### Exercise details
For every line in the entries that contains "search", show the whole line.

Recorded information Block Start

//! Guess feedback calculation and representation
//!
//! Feedback is one [`LetterStatus`] per position:
//! - Absent (letter not in word, or all its occurrences already used)
//! - Present (letter in word, wrong position)
//! - Correct (letter in correct position)

use super::{Word, WordError};
use std::fmt;

/// Evaluation of a single guessed letter
#[derive(Debug, Clone, Copy, PartialEq, Eq, Hash, PartialOrd, Ord)]
pub enum LetterStatus {
    Absent,
    Present,
    Correct,
}

impl LetterStatus {
    /// Emoji square for share grids
    #[must_use]
    pub const fn emoji(self) -> char {
        match self {
            Self::Correct => '🟩',
            Self::Present => '🟨',
            Self::Absent => '⬜',
        }
    }
}

/// Feedback for one guess, one status per letter
#[derive(Debug, Clone, PartialEq, Eq, Hash)]
pub struct Feedback(Vec<LetterStatus>);

impl Feedback {
    /// Calculate the feedback when `guess` is guessed and `answer` is the target
    ///
    /// This implements Wordle's exact feedback rules, including proper handling
    /// of duplicate letters.
    ///
    /// # Algorithm
    /// 1. First pass: Mark all exact matches and remove them from the available pool
    /// 2. Second pass: Mark present-but-wrong-position from the remaining pool,
    ///    left to right
    ///
    /// # Panics
    /// Panics in debug mode if the words differ in length
    ///
    /// # Examples
    /// ```
    /// use anniverswordle::core::{Feedback, Word};
    ///
    /// let guess = Word::new("bridge").unwrap();
    /// let answer = Word::new("gossip").unwrap();
    /// let feedback = Feedback::calculate(&guess, &answer);
    ///
    /// // B R I(present) D G(present) E
    /// assert_eq!(feedback.to_emoji(), "⬜⬜🟨⬜🟨⬜");
    /// ```
    #[must_use]
    pub fn calculate(guess: &Word, answer: &Word) -> Self {
        debug_assert_eq!(guess.len(), answer.len(), "words must be the same length");

        let mut result = vec![LetterStatus::Absent; guess.len()];
        let mut answer_available = answer.char_counts();

        // First pass: exact position matches
        for (i, (g, a)) in guess.bytes().iter().zip(answer.bytes()).enumerate() {
            if g == a {
                result[i] = LetterStatus::Correct;
                if let Some(count) = answer_available.get_mut(g) {
                    *count = count.saturating_sub(1);
                }
            }
        }

        // Second pass: wrong position, but letter still available
        for (i, letter) in guess.bytes().iter().enumerate() {
            if result[i] == LetterStatus::Correct {
                continue;
            }
            if let Some(count) = answer_available.get_mut(letter)
                && *count > 0
            {
                result[i] = LetterStatus::Present;
                *count -= 1;
            }
        }

        Self(result)
    }

    /// Statuses in position order
    #[inline]
    #[must_use]
    pub fn statuses(&self) -> &[LetterStatus] {
        &self.0
    }

    /// Number of positions
    #[inline]
    #[must_use]
    pub fn len(&self) -> usize {
        self.0.len()
    }

    #[inline]
    #[must_use]
    pub fn is_empty(&self) -> bool {
        self.0.is_empty()
    }

    /// Check if every position is correct
    #[must_use]
    pub fn is_perfect(&self) -> bool {
        !self.0.is_empty() && self.0.iter().all(|&s| s == LetterStatus::Correct)
    }

    /// Count the number of correct positions
    #[must_use]
    pub fn count_correct(&self) -> usize {
        self.count(LetterStatus::Correct)
    }

    /// Count the number of present-but-misplaced letters
    #[must_use]
    pub fn count_present(&self) -> usize {
        self.count(LetterStatus::Present)
    }

    fn count(&self, status: LetterStatus) -> usize {
        self.0.iter().filter(|&&s| s == status).count()
    }

    /// Convert feedback to an emoji string like "🟩🟨⬜🟩🟨⬜"
    #[must_use]
    pub fn to_emoji(&self) -> String {
        self.0.iter().map(|s| s.emoji()).collect()
    }
}

impl fmt::Display for Feedback {
    fn fmt(&self, f: &mut fmt::Formatter<'_>) -> fmt::Result {
        for status in &self.0 {
            let ch = match status {
                LetterStatus::Correct => 'G',
                LetterStatus::Present => 'Y',
                LetterStatus::Absent => '-',
            };
            write!(f, "{ch}")?;
        }
        Ok(())
    }
}

/// Evaluate a guess against a target, checking both words first
///
/// # Errors
/// Returns `WordError` if either word is invalid or their lengths differ.
///
/// # Examples
/// ```
/// use anniverswordle::core::evaluate;
///
/// let feedback = evaluate("gossip", "GOSSIP").unwrap();
/// assert!(feedback.is_perfect());
///
/// assert!(evaluate("gossip", "crane").is_err());
/// ```
pub fn evaluate(target: &str, guess: &str) -> Result<Feedback, WordError> {
    let target = Word::new(target)?;
    let guess = Word::new(guess)?;
    if target.len() != guess.len() {
        return Err(WordError::LengthMismatch {
            target: target.len(),
            guess: guess.len(),
        });
    }
    Ok(Feedback::calculate(&guess, &target))
}
//! Builds the rook/bishop magic tables from scratch: relevant-blocker masks,
//! blocker-subset enumeration (Carry-Rippler trick), and a magic-number
//! search per square via `magic::search::find_magic_number_for_square`.
use super::attacks::{bishop_attacks_per_square, rook_attacks_per_square};
use super::search::find_magic_number_for_square;
use super::structs::{BishopMagicTables, MagicEntry, MagicTables, RookMagicTables};
use rand::{RngCore, SeedableRng, rngs::StdRng};

#[cfg(feature = "deterministic_magic")]
const MAGIC_SEED: u64 = 0xC0FF_EE00_D15E_A5E5;

/// Where the magic-number search gets its randomness from.
pub enum MagicTableSeed {
    /// A fixed seed, for reproducible tables across runs (tests, CI).
    Fixed(u64),
    /// OS-seeded randomness.
    FromOsRng,
}

impl MagicTableSeed {
    fn into_rng(self) -> StdRng {
        match self {
            MagicTableSeed::Fixed(seed) => StdRng::seed_from_u64(seed),
            MagicTableSeed::FromOsRng => {
                let mut seed = [0u8; 32];
                rand::rng().fill_bytes(&mut seed);
                StdRng::from_seed(seed)
            }
        }
    }
}

/// Default seed policy for the crate: fixed under `deterministic_magic`, else OS-seeded.
pub fn default_seed() -> MagicTableSeed {
    #[cfg(feature = "deterministic_magic")]
    {
        MagicTableSeed::Fixed(MAGIC_SEED)
    }
    #[cfg(not(feature = "deterministic_magic"))]
    {
        MagicTableSeed::FromOsRng
    }
}

const ROOK_DIRS: [(i8, i8); 4] = [(1, 0), (-1, 0), (0, 1), (0, -1)];
const BISHOP_DIRS: [(i8, i8); 4] = [(1, 1), (-1, -1), (1, -1), (-1, 1)];

/// Relevant-blocker mask for a sliding piece on `square`: the attack rays on
/// an empty board, with edge squares trimmed off (a blocker sitting on the
/// edge can never block further, so it need not vary the index).
fn relevant_mask(square: usize, dirs: [(i8, i8); 4]) -> u64 {
    let rank = (square / 8) as i8;
    let file = (square % 8) as i8;
    let mut mask = 0u64;
    for &(dr, df) in &dirs {
        let mut r = rank + dr;
        let mut f = file + df;
        while (1..7).contains(&r) && (1..7).contains(&f) {
            mask |= 1u64 << (r * 8 + f);
            r += dr;
            f += df;
        }
    }
    mask
}

/// Enumerates every subset of `mask`'s set bits via the Carry-Rippler trick.
fn blocker_subsets(mask: u64) -> Vec<u64> {
    let mut subsets = Vec::with_capacity(1 << mask.count_ones());
    let mut subset: u64 = 0;
    loop {
        subsets.push(subset);
        if subset == mask {
            break;
        }
        subset = subset.wrapping_sub(mask) & mask;
    }
    subsets
}

fn build_entries(
    dirs: [(i8, i8); 4],
    attacks_fn: fn(usize, u64) -> u64,
    rng: &mut StdRng,
) -> Result<Vec<MagicEntry>, String> {
    let mut entries = Vec::with_capacity(64);
    for square in 0..64 {
        let mask = relevant_mask(square, dirs);
        let bits = mask.count_ones();
        let shift = 64 - bits;

        let subsets = blocker_subsets(mask);
        let attacks: Vec<u64> = subsets
            .iter()
            .map(|&blockers| attacks_fn(square, blockers))
            .collect();

        let magic = find_magic_number_for_square(&subsets, &attacks, shift, rng)
            .map_err(|e| format!("square {square}: {e}"))?;

        let mut table = vec![0u64; 1 << bits];
        for (&blockers, &attack) in subsets.iter().zip(attacks.iter()) {
            let index = ((blockers.wrapping_mul(magic)) >> shift) as usize;
            table[index] = attack;
        }

        entries.push(MagicEntry {
            magic,
            shift,
            mask,
            table: table.into_boxed_slice(),
        });
    }
    Ok(entries)
}

/// Generates both rook and bishop magic tables from scratch.
pub fn generate_magic_tables(seed: MagicTableSeed) -> Result<MagicTables, String> {
    let mut rng = seed.into_rng();
    let rook = RookMagicTables {
        entries: build_entries(ROOK_DIRS, rook_attacks_per_square, &mut rng)?,
    };
    let bishop = BishopMagicTables {
        entries: build_entries(BISHOP_DIRS, bishop_attacks_per_square, &mut rng)?,
    };
    Ok(MagicTables { rook, bishop })
}

#[cfg(test)]
mod tests {
    use super::*;

    #[test]
    fn blocker_subset_count_matches_popcount() {
        let mask = 0b1011u64;
        let subsets = blocker_subsets(mask);
        assert_eq!(subsets.len(), 1 << mask.count_ones());
    }

    #[test]
    fn generated_rook_table_matches_scan_for_d4() {
        let tables = generate_magic_tables(MagicTableSeed::Fixed(1)).unwrap();
        let d4 = 27;
        let blockers = (1u64 << 19) | (1u64 << 35);
        let expected = rook_attacks_per_square(d4, blockers);
        assert_eq!(tables.rook.get_attacks(d4, blockers), expected);
    }
}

Recorded information Block End

### Answer below
//! search per square via `magic::search::find_magic_number_for_square`.
use super::search::find_magic_number_for_square;
/// Where the magic-number search gets its randomness from.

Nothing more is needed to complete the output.